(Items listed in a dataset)
==*==
//! End-to-end tests for the suggestion engine.
//!
//! These exercise the full pipeline (store, similarity search, scoring,
//! explanation, result assembly) with hand-constructed embeddings whose
//! cosine similarities are known exactly.

use chrono::{DateTime, Duration, Utc};
use quadrant::embed::{Embedder, HashEncoder};
use quadrant::embedding::{Dimension, Embedding};
use quadrant::engine::{BackfillReport, SuggestionEngine};
use quadrant::error::{QuadrantError, SuggestError};
use quadrant::store::{MemoryTaskStore, TaskStore};
use quadrant::task::{OwnerId, Quadrant, Task, TaskId, TaskStatus};

const OWNER: OwnerId = OwnerId(1);

fn test_engine(store: MemoryTaskStore) -> SuggestionEngine<MemoryTaskStore> {
    SuggestionEngine::new(
        store,
        Embedder::with_backend(Box::new(HashEncoder::new(Dimension::TEST))),
    )
}

/// Unit vector whose cosine similarity to `[1, 0, 0, 0]` is exactly `sim`.
fn vector_with_similarity(sim: f32) -> Embedding {
    Embedding::new(vec![sim, (1.0 - sim * sim).sqrt(), 0.0, 0.0])
}

fn query_task(id: u64) -> Task {
    let mut task = Task::new(TaskId(id), OWNER, "query");
    task.embedding = Some(Embedding::new(vec![1.0, 0.0, 0.0, 0.0]));
    task
}

fn historical(
    id: u64,
    sim: f32,
    important: bool,
    completed_days_ago: i64,
    now: DateTime<Utc>,
) -> Task {
    let mut task = Task::new(TaskId(id), OWNER, format!("historical {id}"));
    task.status = TaskStatus::Done;
    task.is_important = important;
    task.embedding = Some(vector_with_similarity(sim));
    task.created_at = now - Duration::days(completed_days_ago + 1);
    task.completed_at = Some(now - Duration::days(completed_days_ago));
    task
}

// ---------------------------------------------------------------------------
// Suggestion scenarios
// ---------------------------------------------------------------------------

#[test]
fn importance_is_weighted_by_similarity() {
    let now = Utc::now();
    let store = MemoryTaskStore::new();
    store.insert(query_task(100));
    store.insert(historical(1, 0.9, true, 1, now));
    store.insert(historical(2, 0.8, true, 2, now));
    store.insert(historical(3, 0.3, false, 3, now));

    let engine = test_engine(store);
    let result = engine.suggest_at(TaskId(100), OWNER, 5, now).unwrap();

    // (0.9 + 0.8) / (0.9 + 0.8 + 0.3) = 0.85
    assert_eq!(result.importance_score, 0.85);
    assert!(result.suggested_important);

    // No due date: urgency floors, never errors.
    assert_eq!(result.urgency_score, 0.1);
    assert!(!result.suggested_urgent);
    assert_eq!(result.suggested_quadrant, Quadrant::Schedule);
    assert_eq!(result.similar_tasks.len(), 3);
}

#[test]
fn overdue_task_with_no_history_falls_back_to_delegate() {
    let now = Utc::now();
    let store = MemoryTaskStore::new();
    let mut task = query_task(100);
    task.due_date = Some(now - Duration::days(2));
    store.insert(task);

    let engine = test_engine(store);
    let result = engine.suggest_at(TaskId(100), OWNER, 5, now).unwrap();

    assert_eq!(result.urgency_score, 1.0);
    assert!(result.suggested_urgent);
    assert_eq!(result.importance_score, 0.5);
    assert!(!result.suggested_important);
    assert_eq!(result.confidence, 0.3);
    assert_eq!(result.suggested_quadrant, Quadrant::Delegate);
    assert!(result.similar_tasks.is_empty());
}

#[test]
fn confidence_stays_capped_even_with_perfect_evidence() {
    let now = Utc::now();
    let store = MemoryTaskStore::new();
    store.insert(query_task(100));
    for i in 0..8 {
        store.insert(historical(i, 1.0, true, i as i64, now));
    }

    let engine = test_engine(store);
    let result = engine.suggest_at(TaskId(100), OWNER, 8, now).unwrap();
    assert!(result.confidence <= 0.95);
    assert_eq!(result.confidence, 0.95);
}

#[test]
fn suggestions_are_reproducible_for_a_fixed_clock() {
    let now = Utc::now();
    let store = MemoryTaskStore::new();
    store.insert(query_task(100));
    store.insert(historical(1, 0.7, true, 3, now));

    let engine = test_engine(store);
    let a = engine.suggest_at(TaskId(100), OWNER, 5, now).unwrap();
    let b = engine.suggest_at(TaskId(100), OWNER, 5, now).unwrap();
    assert_eq!(a.reasoning, b.reasoning);
    assert_eq!(a.confidence, b.confidence);
    assert_eq!(a.importance_score, b.importance_score);
}

#[test]
fn history_never_crosses_owners() {
    let now = Utc::now();
    let store = MemoryTaskStore::new();
    store.insert(query_task(100));

    // A perfectly matching completed task that belongs to someone else.
    let mut foreign = historical(1, 1.0, true, 1, now);
    foreign.owner = OwnerId(2);
    store.insert(foreign);

    let engine = test_engine(store);
    let result = engine.suggest_at(TaskId(100), OWNER, 5, now).unwrap();
    // Fallback path: the foreign task contributed nothing.
    assert_eq!(result.confidence, 0.3);
    assert!(result.similar_tasks.is_empty());
}

#[test]
fn suggestion_serializes_with_wire_quadrant_names() {
    let now = Utc::now();
    let store = MemoryTaskStore::new();
    let mut task = query_task(100);
    task.due_date = Some(now - Duration::days(1));
    store.insert(task);

    let engine = test_engine(store);
    let result = engine.suggest_at(TaskId(100), OWNER, 5, now).unwrap();
    let json = serde_json::to_value(&result).unwrap();

    assert_eq!(json["suggested_quadrant"], "DELEGATE");
    assert_eq!(json["confidence"], 0.3);
    assert!(json["reasoning"].as_str().unwrap().contains("deadline"));
}

// ---------------------------------------------------------------------------
// find_similar
// ---------------------------------------------------------------------------

#[test]
fn find_similar_excludes_self_and_honors_threshold() {
    let now = Utc::now();
    let store = MemoryTaskStore::new();

    // Query task is itself completed and embedded.
    let mut query = historical(100, 1.0, false, 0, now);
    query.embedding = Some(Embedding::new(vec![1.0, 0.0, 0.0, 0.0]));
    store.insert(query);

    store.insert(historical(1, 0.9, true, 1, now));
    store.insert(historical(2, 0.2, false, 2, now));

    let engine = test_engine(store);
    let similar = engine
        .find_similar(TaskId(100), OWNER, 10, 0.5, true)
        .unwrap();

    let ids: Vec<u64> = similar.iter().map(|s| s.task.id.0).collect();
    assert_eq!(ids, vec![1]); // no self, no below-threshold entry
    assert!((similar[0].similarity - 0.9).abs() < 1e-6);
}

#[test]
fn find_similar_can_widen_past_completed_tasks() {
    let now = Utc::now();
    let store = MemoryTaskStore::new();
    store.insert(query_task(100));

    // Embedded but still pending: invisible to completed-only search.
    let mut pending = Task::new(TaskId(1), OWNER, "in flight");
    pending.status = TaskStatus::InProgress;
    pending.embedding = Some(vector_with_similarity(0.8));
    store.insert(pending);

    let engine = test_engine(store);
    let completed_only = engine
        .find_similar(TaskId(100), OWNER, 10, 0.0, true)
        .unwrap();
    assert!(completed_only.is_empty());

    let widened = engine
        .find_similar(TaskId(100), OWNER, 10, 0.0, false)
        .unwrap();
    assert_eq!(widened.len(), 1);
    assert_eq!(widened[0].task.id, TaskId(1));
}

#[test]
fn find_similar_requires_an_embedding() {
    let store = MemoryTaskStore::new();
    store.insert(Task::new(TaskId(1), OWNER, "bare"));

    let engine = test_engine(store);
    let err = engine.find_similar(TaskId(1), OWNER, 5, 0.0, true).unwrap_err();
    assert!(matches!(
        err,
        QuadrantError::Suggest(SuggestError::MissingEmbedding { task_id: 1 })
    ));
}

// ---------------------------------------------------------------------------
// Backfill
// ---------------------------------------------------------------------------

/// Store wrapper that counts embedding writes.
struct CountingStore {
    inner: MemoryTaskStore,
    writes: std::sync::atomic::AtomicUsize,
}

impl CountingStore {
    fn new(inner: MemoryTaskStore) -> Self {
        Self {
            inner,
            writes: std::sync::atomic::AtomicUsize::new(0),
        }
    }

    fn writes(&self) -> usize {
        self.writes.load(std::sync::atomic::Ordering::SeqCst)
    }
}

impl TaskStore for CountingStore {
    fn get(&self, id: TaskId, owner: OwnerId) -> Option<Task> {
        self.inner.get(id, owner)
    }

    fn completed_with_embedding(&self, owner: OwnerId, limit: usize) -> Vec<Task> {
        self.inner.completed_with_embedding(owner, limit)
    }

    fn without_embedding(&self, owner: OwnerId) -> Vec<Task> {
        self.inner.without_embedding(owner)
    }

    fn all_tasks(&self, owner: OwnerId) -> Vec<Task> {
        self.inner.all_tasks(owner)
    }

    fn save_embedding(&self, id: TaskId, embedding: Embedding) {
        self.writes
            .fetch_add(1, std::sync::atomic::Ordering::SeqCst);
        self.inner.save_embedding(id, embedding);
    }
}

#[test]
fn backfill_embeds_pending_tasks_and_reports_counts() {
    let store = MemoryTaskStore::new();
    for i in 0..4 {
        store.insert(Task::new(TaskId(i), OWNER, format!("pending {i}")));
    }

    let engine = test_engine(store);
    let report = engine.backfill_embeddings(OWNER, false);
    assert_eq!(
        report,
        BackfillReport {
            attempted: 4,
            succeeded: 4,
            failed: 0
        }
    );
    assert!(engine.store().without_embedding(OWNER).is_empty());
}

#[test]
fn backfill_is_idempotent_without_force() {
    let store = CountingStore::new(MemoryTaskStore::new());
    for i in 0..3 {
        store.inner.insert(Task::new(TaskId(i), OWNER, format!("pending {i}")));
    }

    let engine = SuggestionEngine::new(
        store,
        Embedder::with_backend(Box::new(HashEncoder::new(Dimension::TEST))),
    );

    let first = engine.backfill_embeddings(OWNER, false);
    assert_eq!(first.succeeded, 3);
    assert_eq!(engine.store().writes(), 3);

    // Fully embedded set: the second run performs zero writes.
    let second = engine.backfill_embeddings(OWNER, false);
    assert_eq!(second, BackfillReport::default());
    assert_eq!(engine.store().writes(), 3);
}

#[test]
fn forced_backfill_rewrites_everything() {
    let store = CountingStore::new(MemoryTaskStore::new());
    for i in 0..3 {
        store.inner.insert(Task::new(TaskId(i), OWNER, format!("task {i}")));
    }

    let engine = SuggestionEngine::new(
        store,
        Embedder::with_backend(Box::new(HashEncoder::new(Dimension::TEST))),
    );

    engine.backfill_embeddings(OWNER, false);
    let report = engine.backfill_embeddings(OWNER, true);
    assert_eq!(report.attempted, 3);
    assert_eq!(report.succeeded, 3);
    assert_eq!(engine.store().writes(), 6);
}

#[test]
fn backfill_isolates_per_task_failures() {
    let store = MemoryTaskStore::new();
    store.insert(Task::new(TaskId(1), OWNER, "fine"));
    store.insert(Task::new(TaskId(2), OWNER, "   ")); // nothing to embed
    store.insert(Task::new(TaskId(3), OWNER, "also fine"));

    let engine = test_engine(store);
    let report = engine.backfill_embeddings(OWNER, false);

    assert_eq!(report.attempted, 3);
    assert_eq!(report.succeeded, 2);
    assert_eq!(report.failed, 1);

    // The failure did not roll back its siblings.
    let remaining = engine.store().without_embedding(OWNER);
    assert_eq!(remaining.len(), 1);
    assert_eq!(remaining[0].id, TaskId(2));
}

// ---------------------------------------------------------------------------
// Dimension safety
// ---------------------------------------------------------------------------

#[test]
fn stale_vector_from_another_model_is_rejected() {
    let now = Utc::now();
    let store = MemoryTaskStore::new();
    store.insert(query_task(100)); // 4-dim

    let mut stale = historical(1, 0.9, true, 1, now);
    stale.embedding = Some(Embedding::new(vec![1.0, 0.0])); // 2-dim
    store.insert(stale);

    let engine = test_engine(store);
    let err = engine.suggest_at(TaskId(100), OWNER, 5, now).unwrap_err();
    assert!(matches!(err, QuadrantError::Embed(_)));
}

// ---------------------------------------------------------------------------
// Probe
// ---------------------------------------------------------------------------

#[test]
fn probe_reports_backend_readiness() {
    let engine = test_engine(MemoryTaskStore::new());
    let report = engine.probe().unwrap();
    assert_eq!(report.backend, "hash-v1");
    assert_eq!(report.dimension, Dimension::TEST);
}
==*==
§ **Activity**
Consider the entries above and return each line with the string "inner".

§ **Final answer**
    inner: MemoryTaskStore,
    fn new(inner: MemoryTaskStore) -> Self {
            inner,
        self.inner.get(id, owner)
        self.inner.completed_with_embedding(owner, limit)
        self.inner.without_embedding(owner)
        self.inner.all_tasks(owner)
        self.inner.save_embedding(id, embedding);
        store.inner.insert(Task::new(TaskId(i), OWNER, format!("pending {i}")));
        store.inner.insert(Task::new(TaskId(i), OWNER, format!("task {i}")));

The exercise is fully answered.